(Beginning of STORED DATA)

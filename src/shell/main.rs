use appointments_api::shared::infrastructure::connectors::cloudinary::CloudinaryConnector;
use appointments_api::shared::infrastructure::connectors::mongo::MongoConnector;
use appointments_api::shell::bootstrap::{Bootstrap, shutdown_signal};
use appointments_api::shell::config::load_configuration;
use appointments_api::shell::route_groups::RouteGroups;
use appointments_api::shell::state::ServerState;
use tracing_subscriber::{EnvFilter, fmt};

#[tokio::main]
async fn main() -> anyhow::Result<()> {
    let config = load_configuration()?;

    fmt()
        .with_env_filter(
            EnvFilter::try_from_default_env().unwrap_or_else(|_| EnvFilter::new("info")),
        )
        .init();

    let database = MongoConnector::new(config.database.clone());
    let media_host = CloudinaryConnector::new(config.media_host.clone());
    let mut bootstrap = Bootstrap::new(config, database, media_host);

    // Route groups are wired by their owning modules; unwired ones answer 501.
    let running = bootstrap.start(RouteGroups::<ServerState>::new()).await?;
    running.serve(shutdown_signal()).await?;
    tracing::info!("server stopped");
    Ok(())
}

(End of STORED DATA)

◆ **WHAT IS REQUIRED**:
The material must be transcribed exactly, down to the last line.

◆ **OUTPUT FOR THIS TASK**:
filename src/shell/main.rs
use appointments_api::shared::infrastructure::connectors::cloudinary::CloudinaryConnector;
use appointments_api::shared::infrastructure::connectors::mongo::MongoConnector;
use appointments_api::shell::bootstrap::{Bootstrap, shutdown_signal};
use appointments_api::shell::config::load_configuration;
use appointments_api::shell::route_groups::RouteGroups;
use appointments_api::shell::state::ServerState;
use tracing_subscriber::{EnvFilter, fmt};

#[tokio::main]
async fn main() -> anyhow::Result<()> {
    let config = load_configuration()?;

    fmt()
        .with_env_filter(
            EnvFilter::try_from_default_env().unwrap_or_else(|_| EnvFilter::new("info")),
        )
        .init();

    let database = MongoConnector::new(config.database.clone());
    let media_host = CloudinaryConnector::new(config.media_host.clone());
    let mut bootstrap = Bootstrap::new(config, database, media_host);

    // Route groups are wired by their owning modules; unwired ones answer 501.
    let running = bootstrap.start(RouteGroups::<ServerState>::new()).await?;
    running.serve(shutdown_signal()).await?;
    tracing::info!("server stopped");
    Ok(())
}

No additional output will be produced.